§ **Action item**
The records below are to be duplicated exactly as they appear.

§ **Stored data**
----

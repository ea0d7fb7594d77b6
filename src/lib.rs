pub mod analysis;
pub mod commands;
pub mod models;

pub use analysis::aggregate::{compute_stats, current_rank, top_n};
pub use analysis::series::build_time_series;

----

§ **Answer for this exercise**
repository ea0d7fb7594d77b6
filename src/lib.rs
pub mod analysis;
pub mod commands;
pub mod models;

pub use analysis::aggregate::{compute_stats, current_rank, top_n};
pub use analysis::series::build_time_series;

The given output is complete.